Letter by Madias Regarding Article, “Three Recurrent Episodes of Apical-Ballooning Takotsubo Cardiomyopathy in a Man”
To the Editor:
The contribution by Cattaneo et al,1 published ahead of print on December 15, 2015 in Circulation, about the 66-year-old man who experienced 3 recurrent episodes of takotsubo syndrome (TTS) in the course of 3 years, is unique, because, as the authors stated, the 3 well-documented episodes of classic apical-ballooning TTS involved the same midventricular and apical myocardial territories, and they occurred in a man. Otherwise, recurrence of TTS in women with 2 successive episodes has been frequently reported,2 and recurrence with 3 episodes has been documented.3 Indeed, a report with 4 recurrent episodes of TTS has been published.4 One wonders whether the frequent reports of women with unexplainable self-limited bouts of chest pain and shortness of breath before or after a documented episode of TTS represent occurrences of milder atypical episodes of TTS.5 Only liberal use of transthoracic echocardiography with a very low threshold of application, and using even handheld echocardiographic devices (with their recognized limitations), may shed some light as to the nature of these episodes.

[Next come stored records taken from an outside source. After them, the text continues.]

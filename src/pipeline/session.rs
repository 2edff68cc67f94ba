use std::time::Instant;

use crate::transport::{SessionHandle, SessionId};

/// Per-session activity counters and send timestamps
#[derive(Debug, Clone, Copy, PartialEq, Eq)]
pub struct SessionCounters {
    pub frames_analyzed: u64,
    pub motion_frames: u64,
    /// Sticky until the next telemetry send
    pub motion_detected: bool,
    pub last_frame_sent: Instant,
    pub last_telemetry_sent: Instant,
    pub last_motion_check: Instant,
    pub last_motion: Option<Instant>,
}

impl SessionCounters {
    pub fn new(now: Instant) -> Self {
        Self {
            frames_analyzed: 0,
            motion_frames: 0,
            motion_detected: false,
            last_frame_sent: now,
            last_telemetry_sent: now,
            last_motion_check: now,
            last_motion: None,
        }
    }

    /// Starts a new telemetry window
    pub fn reset_window(&mut self, now: Instant) {
        self.motion_detected = false;
        self.frames_analyzed = 0;
        self.motion_frames = 0;
        self.last_telemetry_sent = now;
    }

    pub fn record_analysis(&mut self, motion: bool, now: Instant) {
        self.frames_analyzed += 1;
        if motion {
            self.motion_detected = true;
            self.motion_frames += 1;
            self.last_motion = Some(now);
        }
    }
}

/// Capture-side rate gate state
#[derive(Debug, Clone, Copy, Default)]
pub(crate) struct CaptureGate {
    pub last_accepted: Option<Instant>,
    /// Rolling counter of accepted frames, wraps at the configured period
    pub frame_counter: u32,
}

#[derive(Debug)]
pub struct ActiveSession {
    pub(crate) handle: SessionHandle,
    pub(crate) counters: SessionCounters,
    pub(crate) gate: CaptureGate,
    pub(crate) connected_at: Instant,
}

impl ActiveSession {
    pub(crate) fn new(handle: SessionHandle, now: Instant) -> Self {
        Self {
            handle,
            counters: SessionCounters::new(now),
            gate: CaptureGate::default(),
            connected_at: now,
        }
    }

    pub fn id(&self) -> SessionId {
        self.handle.id()
    }
}

/// Whether a viewer is currently attached
#[derive(Debug, Default)]
pub enum SessionState {
    #[default]
    Disconnected,
    Connected(ActiveSession),
}

impl SessionState {
    pub fn is_connected(&self) -> bool {
        matches!(self, SessionState::Connected(_))
    }

    pub fn active(&self) -> Option<&ActiveSession> {
        match self {
            SessionState::Connected(session) => Some(session),
            SessionState::Disconnected => None,
        }
    }

    pub fn active_mut(&mut self) -> Option<&mut ActiveSession> {
        match self {
            SessionState::Connected(session) => Some(session),
            SessionState::Disconnected => None,
        }
    }
}

/// Result of a lifecycle event applied to the pipeline
#[derive(Debug, Clone, PartialEq, Eq)]
pub enum Transition {
    /// Disconnected -> Connected
    Connected,
    /// Connected -> Disconnected, with the counters frozen at close
    Disconnected(SessionCounters),
    /// A session is already active; the new one was not installed
    Rejected,
    /// Event did not apply to the current state
    Ignored,
}

impl Transition {
    pub fn changed(&self) -> bool {
        matches!(self, Transition::Connected | Transition::Disconnected(_))
    }
}
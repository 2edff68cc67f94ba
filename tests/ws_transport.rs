use bytes::Bytes;
use cam_motion_streamer::service::{self, ServiceEvent};
use cam_motion_streamer::transport::{OutboundMessage, WsServer};
use crossbeam_channel::Receiver;
use futures_util::{SinkExt, StreamExt};
use std::time::Duration;
use tokio_tungstenite::connect_async;
use tokio_tungstenite::tungstenite::protocol::frame::coding::CloseCode;
use tokio_tungstenite::tungstenite::Message;

async fn next_event(rx: Receiver<ServiceEvent>) -> (Receiver<ServiceEvent>, ServiceEvent) {
    tokio::task::spawn_blocking(move || {
        let event = rx
            .recv_timeout(Duration::from_secs(5))
            .expect("service event");
        (rx, event)
    })
    .await
    .unwrap()
}

#[tokio::test]
async fn test_viewer_receives_pushed_messages() {
    let (events, rx) = service::channel();
    let server = WsServer::bind("127.0.0.1:0", events, 4).await.unwrap();
    let addr = server.local_addr().unwrap();
    tokio::spawn(server.run());

    let (mut ws, _) = connect_async(format!("ws://{}", addr)).await.unwrap();

    let (rx, event) = next_event(rx).await;
    let ServiceEvent::Connected(handle) = event else {
        panic!("expected Connected, got {:?}", event);
    };

    let telemetry = r#"{"motion":false,"timestamp":1,"framesAnalyzed":0,"motionFrames":0}"#;
    handle
        .try_reserve()
        .unwrap()
        .send(OutboundMessage::Telemetry(telemetry.to_string()));
    handle
        .try_reserve()
        .unwrap()
        .send(OutboundMessage::Frame(Bytes::from_static(&[0xFF, 0xD8, 0xFF, 0xD9])));

    let msg = ws.next().await.unwrap().unwrap();
    assert_eq!(msg.into_text().unwrap().as_str(), telemetry);

    let msg = ws.next().await.unwrap().unwrap();
    assert!(msg.is_binary());
    assert_eq!(&msg.into_data()[..], &[0xFF, 0xD8, 0xFF, 0xD9]);

    ws.close(None).await.unwrap();
    let (_rx, event) = next_event(rx).await;
    assert!(matches!(event, ServiceEvent::Closed(id) if id == handle.id()));
}

#[tokio::test]
async fn test_second_viewer_is_rejected() {
    let (events, rx) = service::channel();
    let server = WsServer::bind("127.0.0.1:0", events, 4).await.unwrap();
    let addr = server.local_addr().unwrap();
    tokio::spawn(server.run());

    let (mut first, _) = connect_async(format!("ws://{}", addr)).await.unwrap();
    let (rx, event) = next_event(rx).await;
    let ServiceEvent::Connected(active) = event else {
        panic!("expected Connected, got {:?}", event);
    };

    let (mut second, _) = connect_async(format!("ws://{}", addr)).await.unwrap();
    match second.next().await {
        Some(Ok(Message::Close(Some(frame)))) => assert_eq!(frame.code, CloseCode::Again),
        other => panic!("expected close frame, got {:?}", other),
    }

    // the active viewer is untouched
    assert!(rx.try_recv().is_err());
    assert!(!active.is_closed());

    first.close(None).await.unwrap();
    let (rx, event) = next_event(rx).await;
    assert!(matches!(event, ServiceEvent::Closed(id) if id == active.id()));

    // the slot is free again
    let (_third, _) = connect_async(format!("ws://{}", addr)).await.unwrap();
    let (_rx, event) = next_event(rx).await;
    assert!(matches!(event, ServiceEvent::Connected(_)));
}
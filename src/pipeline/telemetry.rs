use serde::{Deserialize, Serialize};
use std::time::{SystemTime, UNIX_EPOCH};

use super::session::SessionCounters;

/// Periodic motion report sent to the viewer as a text message
#[derive(Debug, Clone, Copy, PartialEq, Eq, Serialize, Deserialize)]
#[serde(rename_all = "camelCase")]
pub struct TelemetryMessage {
    pub motion: bool,
    /// Unix time in seconds
    pub timestamp: u64,
    pub frames_analyzed: u64,
    pub motion_frames: u64,
}

impl TelemetryMessage {
    pub fn from_counters(counters: &SessionCounters, wall_clock: SystemTime) -> Self {
        let timestamp = wall_clock
            .duration_since(UNIX_EPOCH)
            .map(|d| d.as_secs())
            .unwrap_or(0);

        Self {
            motion: counters.motion_detected,
            timestamp,
            frames_analyzed: counters.frames_analyzed,
            motion_frames: counters.motion_frames,
        }
    }

    pub fn to_json(&self) -> Result<String, serde_json::Error> {
        serde_json::to_string(self)
    }
}
//! Single-camera motion streamer
//!
//! Captures MJPEG frames, checks consecutive frames for motion and pushes
//! preview frames plus periodic motion telemetry to one WebSocket viewer.
//! The camera only streams while a viewer is connected.

pub mod camera;
pub mod config;
pub mod frame;
pub mod motion;
pub mod pipeline;
pub mod service;
pub mod transport;

// Re-exports for convenience
pub use config::Config;
pub use frame::{Frame, FrameStore};
pub use motion::{MotionDetector, MotionParams};
pub use pipeline::{CaptureIntake, Publisher, SharedPipeline};
pub use service::{ServiceEvent, ServiceHandle, ServiceLoop};
pub use transport::WsServer;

An even more feasible way of deciphering the puzzling concerns of patients in the clinic may be the use of smartphone technology by the patients to frequently transmit their ECG, which could be evaluated by cardiologists for the presence of the ECG hallmarks of TTS (ST-segment elevations, T-wave inversions, low-amplitude QRS complexes, and QTc prolongation).5 Some of these episodes that some patients are reporting are more frequent with cold weather, and it is of interest that this patient had the first episode of TTS while fishing very early in the morning (? temperature) at high altitude, and the third episode while again fishing in the morning in cold weather (? altitude). In reference to the second recurrent episode of TTS, described as not having a clear precipitant,1 do the authors know whether the patient was at a high altitude and the weather was cold at the inception of his illness?
John E. Madias, MD, FACC, FAHA
Icahn School of Medicine at Mount Sinai
New York, NY
- © 2016 American Heart Association, Inc.